Em entrevista à jornalista Mônica Bergamo, publicada na Folha de S.Paulo em 16 de maio, Marinho —que fez parte da campanha de Jair Bolsonaro (sem partido) à Presidência— acusou Flávio Bolsonaro de ter acesso antecipado à informação de que seu ex-assessor parlamentar, Fabrício Queiroz, seria alvo de uma operação da Polícia Federal.

À época das declarações, o senador disse que a acusação de Marinho era uma "invenção de alguém desesperado e sem votos". O empresário, que é presidente do PSDB no Rio de Janeiro, também é pré-candidato à prefeitura da capital fluminense.

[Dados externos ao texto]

use std::io::IsTerminal;
use std::path::Path;

use anyhow::Result;
use rf_config::EngineParameters;
use rf_core::{CheckReport, Facts, Rules};

use crate::cmd_fire::build_engine;
use crate::session::{Session, load_facts};

/// Evaluate every rule without running actions.
pub fn check_rules(
    rules: &Rules,
    facts: &Facts,
    parameters: EngineParameters,
) -> Result<CheckReport> {
    let engine = build_engine(parameters, false);
    Ok(engine.check(rules, facts)?)
}

/// One `name = true|false` line per evaluated rule, in rule order.
pub fn render_report(report: &CheckReport, color: bool) -> String {
    let mut out = String::new();
    for (rule, matched) in report.iter() {
        let line = match (matched, color) {
            (true, true) => format!("{} = \x1b[1;32mtrue\x1b[0m", rule.name()),
            (false, true) => format!("{} = \x1b[2mfalse\x1b[0m", rule.name()),
            (m, false) => format!("{} = {m}", rule.name()),
        };
        out.push_str(&line);
        out.push('\n');
    }
    out
}

/// CLI entry point.
pub fn run(session: &Session, facts: &Path) -> Result<()> {
    let rules = session.load_rules()?;
    let facts = load_facts(facts)?;
    let report = check_rules(&rules, &facts, session.config.engine)?;
    print!("{}", render_report(&report, std::io::stdout().is_terminal()));
    let matched = report.matched().count();
    eprintln!("---");
    eprintln!("{matched} of {} rule(s) matched", report.len());
    Ok(())
}
//! Rule definition files: the data a rule factory binds to executable rules.

pub mod definition;
pub mod reader;

pub use definition::RuleDefinition;
pub use reader::{
    JsonRuleDefinitionReader, RuleDefinitionReader, TomlRuleDefinitionReader,
    YamlRuleDefinitionReader, load_definitions, reader_for,
};
pub use rf_config::RuleFormat;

O depoimento de hoje é o terceiro que Marinho dá sobre o caso —o segundo à PF. O primeiro foi concedido na última quarta-feira (20), também na Superintendência da PF no Rio; o segundo aconteceu no dia seguinte, na sede do Ministério Público Federal (MPF) na capital fluminense. O órgão também abriu um procedimento investigatório criminal para apurar as denúncias.